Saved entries
○ ○ ○ ○ ○ ○ ○

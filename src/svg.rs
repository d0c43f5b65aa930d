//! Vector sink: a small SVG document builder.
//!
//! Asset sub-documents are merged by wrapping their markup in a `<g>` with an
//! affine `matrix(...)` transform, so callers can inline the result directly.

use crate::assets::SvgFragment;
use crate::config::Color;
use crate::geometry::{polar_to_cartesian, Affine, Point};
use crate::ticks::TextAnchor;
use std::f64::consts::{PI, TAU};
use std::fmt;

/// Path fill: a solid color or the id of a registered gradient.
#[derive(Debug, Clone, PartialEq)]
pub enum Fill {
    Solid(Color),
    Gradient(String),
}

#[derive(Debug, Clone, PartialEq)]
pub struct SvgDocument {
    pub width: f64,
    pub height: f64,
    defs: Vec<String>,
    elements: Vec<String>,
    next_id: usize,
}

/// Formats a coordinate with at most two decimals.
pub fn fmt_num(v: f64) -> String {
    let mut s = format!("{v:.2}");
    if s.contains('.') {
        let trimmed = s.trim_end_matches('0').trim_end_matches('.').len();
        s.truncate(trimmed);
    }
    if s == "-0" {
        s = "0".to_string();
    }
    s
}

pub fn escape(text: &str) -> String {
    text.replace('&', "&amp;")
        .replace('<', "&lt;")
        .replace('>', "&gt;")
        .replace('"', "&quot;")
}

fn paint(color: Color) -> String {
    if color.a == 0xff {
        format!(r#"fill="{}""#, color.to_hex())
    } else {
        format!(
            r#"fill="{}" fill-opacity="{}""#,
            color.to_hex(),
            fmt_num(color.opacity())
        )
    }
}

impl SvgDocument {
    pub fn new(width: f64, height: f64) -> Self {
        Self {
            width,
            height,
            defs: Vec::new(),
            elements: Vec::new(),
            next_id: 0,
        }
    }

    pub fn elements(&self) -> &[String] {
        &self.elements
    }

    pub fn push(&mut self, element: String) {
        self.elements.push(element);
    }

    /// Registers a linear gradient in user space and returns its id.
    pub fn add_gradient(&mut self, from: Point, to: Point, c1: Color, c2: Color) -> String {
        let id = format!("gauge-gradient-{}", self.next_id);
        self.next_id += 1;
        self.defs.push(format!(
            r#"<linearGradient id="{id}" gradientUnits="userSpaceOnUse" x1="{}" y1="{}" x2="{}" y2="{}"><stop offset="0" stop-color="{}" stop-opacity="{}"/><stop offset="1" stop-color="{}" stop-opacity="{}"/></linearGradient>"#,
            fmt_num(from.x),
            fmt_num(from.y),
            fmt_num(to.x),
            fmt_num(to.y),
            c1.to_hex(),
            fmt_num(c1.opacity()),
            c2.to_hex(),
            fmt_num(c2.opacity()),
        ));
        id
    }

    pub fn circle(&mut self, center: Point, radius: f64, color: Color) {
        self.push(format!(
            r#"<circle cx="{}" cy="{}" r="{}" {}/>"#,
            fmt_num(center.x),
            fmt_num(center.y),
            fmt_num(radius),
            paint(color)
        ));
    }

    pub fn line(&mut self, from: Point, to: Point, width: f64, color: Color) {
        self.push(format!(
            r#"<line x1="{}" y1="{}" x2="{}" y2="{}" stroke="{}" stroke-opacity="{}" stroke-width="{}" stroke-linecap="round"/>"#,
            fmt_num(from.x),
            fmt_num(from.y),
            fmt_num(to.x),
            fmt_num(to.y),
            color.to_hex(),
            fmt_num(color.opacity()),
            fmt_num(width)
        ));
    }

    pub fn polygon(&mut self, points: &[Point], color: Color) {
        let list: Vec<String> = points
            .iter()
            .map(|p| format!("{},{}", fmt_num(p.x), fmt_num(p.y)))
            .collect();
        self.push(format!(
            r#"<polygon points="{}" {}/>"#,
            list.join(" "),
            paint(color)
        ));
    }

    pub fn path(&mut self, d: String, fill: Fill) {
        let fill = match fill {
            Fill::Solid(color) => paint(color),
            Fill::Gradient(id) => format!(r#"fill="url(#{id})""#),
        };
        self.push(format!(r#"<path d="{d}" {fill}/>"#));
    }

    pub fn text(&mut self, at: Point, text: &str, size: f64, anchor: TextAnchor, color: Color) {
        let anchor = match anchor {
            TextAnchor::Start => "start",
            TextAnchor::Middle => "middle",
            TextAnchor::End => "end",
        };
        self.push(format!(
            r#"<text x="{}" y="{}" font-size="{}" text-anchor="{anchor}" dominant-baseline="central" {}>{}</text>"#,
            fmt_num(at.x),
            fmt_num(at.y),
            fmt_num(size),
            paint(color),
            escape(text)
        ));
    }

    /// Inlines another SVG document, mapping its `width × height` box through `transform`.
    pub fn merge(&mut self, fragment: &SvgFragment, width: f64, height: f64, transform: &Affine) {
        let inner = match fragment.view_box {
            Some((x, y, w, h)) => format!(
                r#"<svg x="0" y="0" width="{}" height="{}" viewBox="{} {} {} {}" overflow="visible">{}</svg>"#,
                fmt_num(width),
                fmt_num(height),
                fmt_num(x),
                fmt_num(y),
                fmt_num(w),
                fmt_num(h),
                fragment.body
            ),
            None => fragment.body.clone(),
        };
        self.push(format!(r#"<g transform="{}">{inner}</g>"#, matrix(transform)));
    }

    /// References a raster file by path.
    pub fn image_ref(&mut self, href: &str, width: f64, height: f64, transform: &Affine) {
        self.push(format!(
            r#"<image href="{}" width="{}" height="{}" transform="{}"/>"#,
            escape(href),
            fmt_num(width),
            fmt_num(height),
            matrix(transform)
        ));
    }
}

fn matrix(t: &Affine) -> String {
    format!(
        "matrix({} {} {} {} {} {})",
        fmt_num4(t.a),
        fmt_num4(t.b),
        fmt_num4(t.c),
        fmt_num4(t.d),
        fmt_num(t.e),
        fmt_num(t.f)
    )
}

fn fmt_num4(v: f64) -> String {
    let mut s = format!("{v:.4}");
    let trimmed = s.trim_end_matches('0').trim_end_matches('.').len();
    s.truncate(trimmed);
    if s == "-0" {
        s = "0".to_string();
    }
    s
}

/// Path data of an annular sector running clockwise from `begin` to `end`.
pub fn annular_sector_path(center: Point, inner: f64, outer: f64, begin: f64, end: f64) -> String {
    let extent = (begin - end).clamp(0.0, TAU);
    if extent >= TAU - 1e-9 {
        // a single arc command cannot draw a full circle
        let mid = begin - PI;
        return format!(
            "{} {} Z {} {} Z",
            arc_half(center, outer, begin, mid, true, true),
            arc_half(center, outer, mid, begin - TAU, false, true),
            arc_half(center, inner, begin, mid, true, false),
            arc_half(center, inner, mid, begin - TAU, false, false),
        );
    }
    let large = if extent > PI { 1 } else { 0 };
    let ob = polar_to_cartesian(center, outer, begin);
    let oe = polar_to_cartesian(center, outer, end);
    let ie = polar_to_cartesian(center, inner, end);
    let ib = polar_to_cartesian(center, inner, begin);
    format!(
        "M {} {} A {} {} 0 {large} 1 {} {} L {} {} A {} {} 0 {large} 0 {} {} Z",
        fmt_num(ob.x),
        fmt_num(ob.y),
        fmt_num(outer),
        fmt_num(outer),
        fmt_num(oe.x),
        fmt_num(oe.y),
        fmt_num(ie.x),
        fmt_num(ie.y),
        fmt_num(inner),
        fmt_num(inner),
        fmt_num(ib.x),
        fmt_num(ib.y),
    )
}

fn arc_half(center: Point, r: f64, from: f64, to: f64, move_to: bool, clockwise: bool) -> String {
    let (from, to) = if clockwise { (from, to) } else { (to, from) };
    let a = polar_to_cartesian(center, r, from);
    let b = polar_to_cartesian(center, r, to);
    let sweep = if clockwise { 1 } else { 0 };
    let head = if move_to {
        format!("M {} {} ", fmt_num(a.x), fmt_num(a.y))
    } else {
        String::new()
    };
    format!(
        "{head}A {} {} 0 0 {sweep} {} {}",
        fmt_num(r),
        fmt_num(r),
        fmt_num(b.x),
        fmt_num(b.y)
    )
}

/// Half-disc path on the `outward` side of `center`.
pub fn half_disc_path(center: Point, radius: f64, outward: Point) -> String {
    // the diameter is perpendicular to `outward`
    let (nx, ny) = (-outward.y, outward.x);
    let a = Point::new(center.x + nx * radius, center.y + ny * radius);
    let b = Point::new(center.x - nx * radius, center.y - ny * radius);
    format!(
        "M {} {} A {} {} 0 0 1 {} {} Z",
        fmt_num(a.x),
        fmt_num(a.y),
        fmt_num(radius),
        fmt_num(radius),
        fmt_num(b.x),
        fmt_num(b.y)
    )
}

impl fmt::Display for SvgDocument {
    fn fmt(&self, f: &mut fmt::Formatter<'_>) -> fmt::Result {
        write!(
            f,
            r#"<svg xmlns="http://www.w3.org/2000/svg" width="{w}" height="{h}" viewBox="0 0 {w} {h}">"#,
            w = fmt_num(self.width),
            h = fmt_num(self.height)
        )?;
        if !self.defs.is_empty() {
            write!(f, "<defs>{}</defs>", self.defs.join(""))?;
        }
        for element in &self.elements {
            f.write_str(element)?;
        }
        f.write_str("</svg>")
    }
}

○ ○ ○ ○ ○ ○ ○

*TASK PROMPT:*
Go through the entries above and count the lines containing "extent". Give the number only.

*RESULT:*
3